EXERCISE AIM: Return the lines below that contain the word "from".

··· GIVEN RECORDS

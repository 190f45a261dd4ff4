// LogHealth - util/constants.rs
//
// Single source of truth for all named constants, limits, and defaults.

// =============================================================================
// Application metadata
// =============================================================================

/// Application display name.
pub const APP_NAME: &str = "LogHealth";

/// Application identifier used for config/data directories.
pub const APP_ID: &str = "LogHealth";

/// Current application version.
pub const APP_VERSION: &str = env!("CARGO_PKG_VERSION");

// =============================================================================
// Analysis
// =============================================================================

/// Source ID that triggers the placeholder corruption rule.
///
/// Any source configured with this ID is classified FAILED once it has passed
/// the accessibility checks. Stand-in for content-based detection; keep it
/// until a real detector replaces it.
pub const CORRUPTION_SENTINEL_ID: &str = "corrupted-log";

/// Lower bound (inclusive) of the simulated per-source processing delay.
pub const DEFAULT_MIN_DELAY_MS: u64 = 50;

/// Upper bound (inclusive) of the simulated per-source processing delay.
pub const DEFAULT_MAX_DELAY_MS: u64 = 200;

/// Hard cap on either delay bound accepted from config.toml.
pub const ABSOLUTE_MAX_DELAY_MS: u64 = 10_000;

/// Worker count meaning "one thread per source" (unbounded fan-out).
pub const UNBOUNDED_WORKERS: usize = 0;

/// Largest bounded worker pool accepted from config or CLI.
pub const MAX_WORKER_THREADS: usize = 256;

/// Prefix of every `error_details` string on a FAILED result.
pub const FAILED_DETAILS_PREFIX: &str = "FAILED - ";

// =============================================================================
// Export
// =============================================================================

/// chrono format string for the report filename date prefix (YYMMDD).
pub const REPORT_DATE_FORMAT: &str = "%y%m%d";

/// Suffix appended to the final report name for the in-flight temp file.
pub const TEMP_FILE_SUFFIX: &str = ".tmp";

// =============================================================================
// Configuration & logging
// =============================================================================

/// Settings file name inside the platform config directory.
pub const CONFIG_FILE_NAME: &str = "config.toml";

/// Default tracing filter when neither RUST_LOG nor a flag is given.
///
/// Kept at `warn` so stdout/stderr stay quiet for routine sweeps.
pub const DEFAULT_LOG_LEVEL: &str = "warn";

/// Log levels accepted in `[logging] level`.
pub const VALID_LOG_LEVELS: [&str; 5] = ["error", "warn", "info", "debug", "trace"];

······

YOUR RESPONSE:
/// Hard cap on either delay bound accepted from config.toml.
/// Largest bounded worker pool accepted from config or CLI.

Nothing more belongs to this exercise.